BBL vs. butt implants vs. training
| Option | Best for | Upsides | Considerations |
|---|---|---|---|
| BBL (fat transfer) | Curve plus waist reduction with donor fat available | Two benefits in one plan. Uses your own tissue | Some fat is reabsorbed. Requires careful safety steps |
| Butt implants | Very lean patients without donor fat | Predictable volume | Device risks and longer recovery |
| Targeted training | Mild shaping and maintenance | No surgery. Improves muscle tone | Cannot move fat or tighten loose skin |
Safety and technique
- Modern safety standards: fat placed in the subcutaneous plane only, not into muscle.

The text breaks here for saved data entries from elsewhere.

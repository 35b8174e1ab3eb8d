//! Travel feasibility for the group, estimated from straight-line distance.

use async_trait::async_trait;
use pathfinder_core::{AccessProfile, Candidate, Coordinates, StageId, TravelMode};
use std::time::Duration;

use crate::core::{Granularity, Stage, StageContract, StageInput, StageOutput};
use crate::error::AdapterError;
use crate::state::{StageUpdate, StateKey};

/// Road distance is longer than straight-line distance by roughly this factor.
const DETOUR_FACTOR: f64 = 1.3;
/// Travel times up to this many minutes score full marks.
const EASY_TRIP_MIN: f64 = 10.0;
/// Travel times past this many minutes score the minimum.
const LONG_TRIP_MIN: f64 = 60.0;
const MIN_ACCESS_SCORE: f64 = 0.1;

const MODE_WORDS: &[(&str, TravelMode)] = &[
    ("public transport", TravelMode::Transit),
    ("transit", TravelMode::Transit),
    ("subway", TravelMode::Transit),
    ("bus", TravelMode::Transit),
    ("ttc", TravelMode::Transit),
    ("on foot", TravelMode::Walking),
    ("walk", TravelMode::Walking),
    ("walking", TravelMode::Walking),
    ("bike", TravelMode::Cycling),
    ("biking", TravelMode::Cycling),
    ("cycling", TravelMode::Cycling),
    ("bicycle", TravelMode::Cycling),
];

/// Travel mode implied by the prompt, driving when nothing is said.
pub fn travel_mode(prompt: &str) -> TravelMode {
    let normalized = format!(
        " {} ",
        prompt
            .to_lowercase()
            .split(|c: char| !c.is_alphanumeric())
            .filter(|w| !w.is_empty())
            .collect::<Vec<_>>()
            .join(" ")
    );
    MODE_WORDS
        .iter()
        .find(|(word, _)| normalized.contains(&format!(" {} ", word)))
        .map(|(_, mode)| *mode)
        .unwrap_or(TravelMode::Driving)
}

pub fn travel_minutes(from: &Coordinates, to: &Coordinates, mode: TravelMode) -> f64 {
    let km = from.distance_m(to) / 1000.0 * DETOUR_FACTOR;
    km / mode.speed_kmh() * 60.0
}

/// Score for the group's longest trip.
pub fn access_score(max_travel_min: f64) -> f64 {
    let score = if max_travel_min <= EASY_TRIP_MIN {
        1.0
    } else if max_travel_min <= LONG_TRIP_MIN {
        (1.0 - (max_travel_min - EASY_TRIP_MIN) / (LONG_TRIP_MIN - EASY_TRIP_MIN + 5.0))
            .max(MIN_ACCESS_SCORE)
    } else {
        MIN_ACCESS_SCORE
    };
    (score * 100.0).round() / 100.0
}

pub fn estimate(candidate: &Candidate, members: &[Coordinates], mode: TravelMode) -> AccessProfile {
    let times: Vec<f64> = members
        .iter()
        .filter(|m| m.is_valid())
        .map(|m| travel_minutes(m, &candidate.coordinates, mode))
        .collect();
    if times.is_empty() {
        return AccessProfile::unknown(mode);
    }

    let max = times.iter().copied().fold(0.0_f64, f64::max);
    let avg = times.iter().sum::<f64>() / times.len() as f64;
    AccessProfile {
        score: Some(access_score(max)),
        avg_travel_min: Some((avg * 10.0).round() / 10.0),
        max_travel_min: Some((max * 10.0).round() / 10.0),
        mode,
    }
}

pub struct AccessStage {
    timeout: Duration,
}

impl AccessStage {
    pub fn new(timeout: Duration) -> Self {
        Self { timeout }
    }
}

#[async_trait]
impl Stage for AccessStage {
    fn contract(&self) -> StageContract {
        StageContract::new(StageId::Access, Granularity::PerCandidate, self.timeout)
            .reads(&[StateKey::Intent, StateKey::Candidates])
            .writes(&[StateKey::Access])
    }

    async fn run(&self, input: &StageInput<'_>) -> Result<StageOutput, AdapterError> {
        let request = &input.state.request;
        let mode = travel_mode(&request.prompt);
        let profiles = input
            .target_candidates()
            .map(|c| (c.id.clone(), estimate(c, &request.member_locations, mode)))
            .collect();
        Ok(StageOutput::completed(StageUpdate::Access(profiles)))
    }

    fn fallback(&self, input: &StageInput<'_>) -> StageUpdate {
        let mode = travel_mode(&input.state.request.prompt);
        StageUpdate::Access(
            input
                .target_candidates()
                .map(|c| (c.id.clone(), AccessProfile::unknown(mode)))
                .collect(),
        )
    }
}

- Cannula control: large, blunt cannulas with controlled angles and awareness of anatomy.
- Ultrasound guidance: used when appropriate to confirm depth and plane.
- Accredited OR and trained team: monitoring and protocols that support safe anesthesia and recovery.
Learn more about general safety principles in what makes plastic surgery safe.
Results, retention, and recovery
- Retention: a portion of transferred fat survives long term. The rest is reabsorbed in the first months.
- Shaping window: avoid pressure on grafted areas early. Use pillows and sleep positions that protect the transfer.
- Timeline: swelling improves over weeks. Shape refines across three to six months as tissues settle.
- Maintenance: stable weight and training help the result age well.
FAQ
How much volume is typical
Enough to correct dips and build curve without stressing the skin. I size by shape and skin behavior rather than a fixed number.
Will one session be enough
Often yes. If donor fat is limited or goals are large, a staged plan may be safer.
What if I gain or lose weight
Transferred fat behaves like fat elsewhere on your body. Big swings can change the look. Stable habits protect the result.